▶ **Task directions**
Some lines of these records may hold the word "struct"; state how many, using only the number.

*** Opening Data shown ***

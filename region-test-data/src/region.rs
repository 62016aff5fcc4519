//! A polygon-soup region for inspecting composition results.

use region_types::{BoundingBox, Point, Region};

/// One closed polygon loop inside a [`PolyRegion`].
#[derive(Clone, PartialEq, Debug)]
pub struct Loop {
    /// The loop's vertices; the last connects back to the first.
    pub vertices: Vec<Point<f32>>,
    /// True if the loop adds geometry, false if it was subtracted.
    pub solid: bool,
}

/// Planar region backed by a flat list of polygon loops.
///
/// This is not a real boolean-geometry engine: union concatenates loops
/// and difference records the subtracted loops alongside them. That is
/// enough to verify composition order, placement and scaling, because
/// holes always lie inside the solid geometry that precedes them and so
/// never affect the bounding box.
#[derive(Clone, Default, PartialEq, Debug)]
pub struct PolyRegion {
    loops: Vec<Loop>,
}

impl PolyRegion {
    /// Returns all loops in composition order.
    pub fn loops(&self) -> &[Loop] {
        &self.loops
    }

    /// Returns the bounding box of the solid loops, or `None` if the
    /// region is empty.
    pub fn bounds(&self) -> Option<BoundingBox<f32>> {
        self.loops
            .iter()
            .filter(|l| l.solid)
            .filter_map(|l| BoundingBox::of_points(&l.vertices))
            .reduce(BoundingBox::union)
    }
}

impl Region for PolyRegion {
    fn empty() -> Self {
        Self::default()
    }

    fn is_empty(&self) -> bool {
        self.loops.is_empty()
    }

    fn from_polygon(vertices: Vec<Point<f32>>) -> Self {
        Self {
            loops: vec![Loop {
                vertices,
                solid: true,
            }],
        }
    }

    fn union(mut self, other: Self) -> Self {
        if self.is_empty() {
            return other;
        }
        self.loops.extend(other.loops);
        self
    }

    fn difference(mut self, other: Self) -> Self {
        // Subtracting from nothing leaves nothing.
        if self.is_empty() {
            return self;
        }
        self.loops.extend(other.loops.into_iter().map(|l| Loop {
            vertices: l.vertices,
            solid: false,
        }));
        self
    }

    fn translate(mut self, dx: f32, dy: f32) -> Self {
        let delta = Point::new(dx, dy);
        for l in &mut self.loops {
            for v in &mut l.vertices {
                *v += delta;
            }
        }
        self
    }

    fn center_and_scale(mut self, factor: f32) -> Self {
        let Some(bounds) = self.bounds() else {
            return self;
        };
        let center = bounds.center();
        for l in &mut self.loops {
            for v in &mut l.vertices {
                *v = (*v - center) * factor;
            }
        }
        self
    }
}

#[cfg(test)]
mod tests {
    use super::*;

    fn unit_square() -> PolyRegion {
        PolyRegion::from_polygon(vec![
            Point::new(0.0, 0.0),
            Point::new(0.0, 1.0),
            Point::new(1.0, 1.0),
            Point::new(1.0, 0.0),
        ])
    }

    #[test]
    fn union_with_empty_is_identity() {
        let square = unit_square();
        assert_eq!(PolyRegion::empty().union(square.clone()), square);
        assert_eq!(square.clone().union(PolyRegion::empty()), square);
    }

    #[test]
    fn difference_from_empty_is_empty() {
        assert!(PolyRegion::empty().difference(unit_square()).is_empty());
    }

    #[test]
    fn translate_moves_bounds() {
        let bounds = unit_square().translate(3.0, -1.0).bounds().unwrap();
        assert_eq!(bounds.x_min, 3.0);
        assert_eq!(bounds.y_max, 0.0);
    }

    #[test]
    fn center_and_scale_centers_on_origin() {
        let bounds = unit_square().center_and_scale(4.0).bounds().unwrap();
        assert_eq!(bounds.x_min, -2.0);
        assert_eq!(bounds.x_max, 2.0);
        assert_eq!(bounds.height(), 4.0);
        assert_eq!(bounds.center(), Point::new(0.0, 0.0));
    }
}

*** Closing Data shown ***

▶ **Task result**
2